Por José Manuel Simián, desde Nueva York Febrero 2, 2016

Tras meses de debates, encuestas y dominio del ciclo mediático por la figura nefasta de Donald Trump, las primarias presidenciales estadounidenses finalmente pasaron de la teoría a la realidad la noche del lunes en Iowa. Y ese paso tuvo una sola lectura posible: haberle recordado a los estadounidenses y el resto del planeta –que cada cuatro años se acuerdan del curioso mecanismo de primarias de ese estado famoso por sus planicies y sus cultivos de maíz para luego olvidarlo de inmediato–  que nada está escrito entre ahora y la elección presidencial 8 de noviembre.

Del lado demócrata, Hillary Clinton probablemente comenzó a tener pesadillas con lo que le sucedió en 2008, cuando su nominación parecía inevitable hasta que le salió al camino un senador por Chicago llamado Barack Obama para arrebatarle el triunfo a punta de carisma y una maquinaria que se apoyaba de maneras hasta entonces insospechadas en las redes sociales. Anoche, una Clinton que ha cargado durante todos estos años el cartel de “inevitable” futura presidenta como una cruz, logró un triunfo nominal sobre el senador por Vermont Bernie Sanders, quien a pesar de ser un personaje muy diferente al Obama modelo 2008 – no sólo ofrece experiencia en vez de juventud, sino que promueve sin titubeos su versión del socialismo– está logrando un efecto parecido al del actual presidente, al canalizar las esperanzas de los más jóvenes y el ala más inquieta del partido. Clinton superó a Sanders por apenas tres décimas porcentuales, lo que le valió quedarse con 22 delegados frente a los 21 de su rival. Es decir, consiguió una victoria técnica que en realidad es un empate con un indesmentible sabor a derrota.

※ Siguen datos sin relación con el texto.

//! API error handling for the Gazette HTTP surface.

use axum::{
    http::StatusCode,
    response::{IntoResponse, Response},
    Json,
};
use serde::Serialize;

use crate::GazetteError;

/// API error codes.
#[derive(Debug, Clone, Copy, PartialEq, Eq, Serialize)]
#[serde(rename_all = "SCREAMING_SNAKE_CASE")]
pub enum ErrorCode {
    /// Bad request (400): unreadable body or path.
    BadRequest,
    /// Unauthorized (401).
    Unauthorized,
    /// Missing or blank request fields (401).
    ValidationError,
    /// Not found (404).
    NotFound,
    /// Conflict (409).
    Conflict,
    /// Internal server error (500).
    InternalError,
}

impl ErrorCode {
    /// Get the HTTP status code for this error.
    pub fn status_code(&self) -> StatusCode {
        match self {
            ErrorCode::BadRequest => StatusCode::BAD_REQUEST,
            ErrorCode::Unauthorized | ErrorCode::ValidationError => StatusCode::UNAUTHORIZED,
            ErrorCode::NotFound => StatusCode::NOT_FOUND,
            ErrorCode::Conflict => StatusCode::CONFLICT,
            ErrorCode::InternalError => StatusCode::INTERNAL_SERVER_ERROR,
        }
    }
}

/// API error response body.
#[derive(Debug, Serialize)]
pub struct ErrorBody {
    /// Error details.
    pub error: ErrorDetail,
}

/// Error detail.
#[derive(Debug, Serialize)]
pub struct ErrorDetail {
    /// Error code.
    pub code: ErrorCode,
    /// Human-readable message.
    pub message: String,
}

/// API error type.
#[derive(Debug)]
pub struct ApiError {
    code: ErrorCode,
    message: String,
}

impl ApiError {
    /// Create a new API error.
    pub fn new(code: ErrorCode, message: impl Into<String>) -> Self {
        Self {
            code,
            message: message.into(),
        }
    }

    /// Create a bad request error.
    pub fn bad_request(message: impl Into<String>) -> Self {
        Self::new(ErrorCode::BadRequest, message)
    }

    /// Create an unauthorized error.
    pub fn unauthorized(message: impl Into<String>) -> Self {
        Self::new(ErrorCode::Unauthorized, message)
    }

    /// Create a validation error.
    pub fn validation(message: impl Into<String>) -> Self {
        Self::new(ErrorCode::ValidationError, message)
    }

    /// Create a not found error.
    pub fn not_found(message: impl Into<String>) -> Self {
        Self::new(ErrorCode::NotFound, message)
    }

    /// Create a conflict error.
    pub fn conflict(message: impl Into<String>) -> Self {
        Self::new(ErrorCode::Conflict, message)
    }

    /// Create an internal server error.
    pub fn internal(message: impl Into<String>) -> Self {
        Self::new(ErrorCode::InternalError, message)
    }

    /// Error code of this error.
    pub fn code(&self) -> ErrorCode {
        self.code
    }
}

impl IntoResponse for ApiError {
    fn into_response(self) -> Response {
        let status = self.code.status_code();
        let body = ErrorBody {
            error: ErrorDetail {
                code: self.code,
                message: self.message,
            },
        };
        (status, Json(body)).into_response()
    }
}

impl std::fmt::Display for ApiError {
    fn fmt(&self, f: &mut std::fmt::Formatter<'_>) -> std::fmt::Result {
        write!(f, "{:?}: {}", self.code, self.message)
    }
}

impl std::error::Error for ApiError {}

impl From<GazetteError> for ApiError {
    fn from(err: GazetteError) -> Self {
        match &err {
            GazetteError::Auth(msg) => ApiError::unauthorized(msg.clone()),
            GazetteError::Validation(msg) => ApiError::validation(msg.clone()),
            GazetteError::NotFound(_) => ApiError::not_found(err.to_string()),
            GazetteError::Conflict(msg) => ApiError::conflict(msg.clone()),
            _ => {
                tracing::error!("Internal error: {}", err);
                ApiError::internal("An internal error occurred")
            }
        }
    }
}

#[cfg(test)]
mod tests {
    use super::*;

    #[test]
    fn test_error_code_status() {
        assert_eq!(ErrorCode::BadRequest.status_code(), StatusCode::BAD_REQUEST);
        assert_eq!(
            ErrorCode::Unauthorized.status_code(),
            StatusCode::UNAUTHORIZED
        );
        assert_eq!(
            ErrorCode::ValidationError.status_code(),
            StatusCode::UNAUTHORIZED
        );
        assert_eq!(ErrorCode::NotFound.status_code(), StatusCode::NOT_FOUND);
        assert_eq!(ErrorCode::Conflict.status_code(), StatusCode::CONFLICT);
        assert_eq!(
            ErrorCode::InternalError.status_code(),
            StatusCode::INTERNAL_SERVER_ERROR
        );
    }

    #[test]
    fn test_from_gazette_error() {
        let cases = [
            (GazetteError::Auth("x".into()), ErrorCode::Unauthorized),
            (GazetteError::Validation("x".into()), ErrorCode::ValidationError),
            (GazetteError::NotFound("feed".into()), ErrorCode::NotFound),
            (GazetteError::Conflict("x".into()), ErrorCode::Conflict),
            (GazetteError::Database("x".into()), ErrorCode::InternalError),
            (GazetteError::Fetch("x".into()), ErrorCode::InternalError),
        ];
        for (err, code) in cases {
            assert_eq!(ApiError::from(err).code(), code);
        }
    }

    #[test]
    fn test_internal_error_hides_detail() {
        let err = ApiError::from(GazetteError::Database("disk I/O error".into()));
        assert_eq!(err.message, "An internal error occurred");
    }

    #[test]
    fn test_not_found_message() {
        let err = ApiError::from(GazetteError::NotFound("feed".into()));
        assert_eq!(err.message, "feed not found");
    }
}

Del lado republicano del espejo, el rol de “inevitable” se le ha venido colgando a Donald Trump desde que comenzara a convertir la carrera presidencial en un reality show del cual nadie podía despegarse para no perderse su siguiente patochada, para así terminar dominando todas las encuestas nacionales de su partido. De hecho, los sondeos para el estado de Iowa también lo mostraban como ganador, pero Trump y su famoso emparronado llegaron segundos a la meta, detrás del senador por Texas Ted Cruz y apenas por encima del floridano Marco Rubio. En poco rato, Trump cambió la bravuconería (“nuestra ventaja es enooorme”, repetía frente a los micrófonos una y otra vez) por una gracia de perdedor poco habitual. Pero el gran ganador de Iowa ni siquiera fue Cruz, sino Marco Rubio, que casi le empató a Trump y con ello consiguió el mismo número de delegados que él. Cabe recordar que muchos analistas ven en este hijo de cubanoamericanos al futuro del partido conservador, y que los analistas más pragmáticos –incluyendo los del influyente sitio de análisis estadístico FiveThirtyEight de Nate Silver– llevan meses indicando su potencial para emerger como una figura más de consenso en las primarias que los volátiles Trump y Cruz.

Este último punto es quizás el más importante para entender el dilema electoral estadounidense: el desafío de equilibrar unas primarias que suelen premiar (al menos inicialmente) a los candidatos con posiciones más extremas, y la necesidad que tienen los partidos de elegir a un nominado que para triunfar en noviembre debe capturar a los votantes de centro en los estados “indecisos”. Entre ahora y mediados de junio (cuando se dispute la última primaria), esta historia seguirá tomando giros impredecibles, especialmente si consideramos cómo funcionan las primarias: como un concurso que cambia de reglas y jugadores en cada estado (algunas de ellas permiten, por ejemplo, que vote cualquier persona sin importar su filiación política; algunos estados asignan todos sus delegados al ganador mientras otros los prorratean), en donde los resultados de una primaria pueden afectar lo que suceda en la siguiente, y en donde a medida que los candidatos menos populares comienzan a abandonar la pelea se van formando nuevas alianzas.

La siguiente primaria en el calendario es el 9 de febrero en New Hampshire, un pequeño estado del noreste que en el lado republicano ofrece un electorado más moderado y menos religioso que el que le dio la victoria a Cruz en Iowa. Eso explica en parte que Trump –que no hace de la religión parte de su discurso como el texano– tenga ventaja en las encuestas sobre sus rivales. Pero ya está dicho: nada está escrito. En un país obsesionado con los deportes en que los segundos finales pueden durar una eternidad y donde las victorias heroicas son parte del mito nacional, la carrera presidencial es el deporte mayor.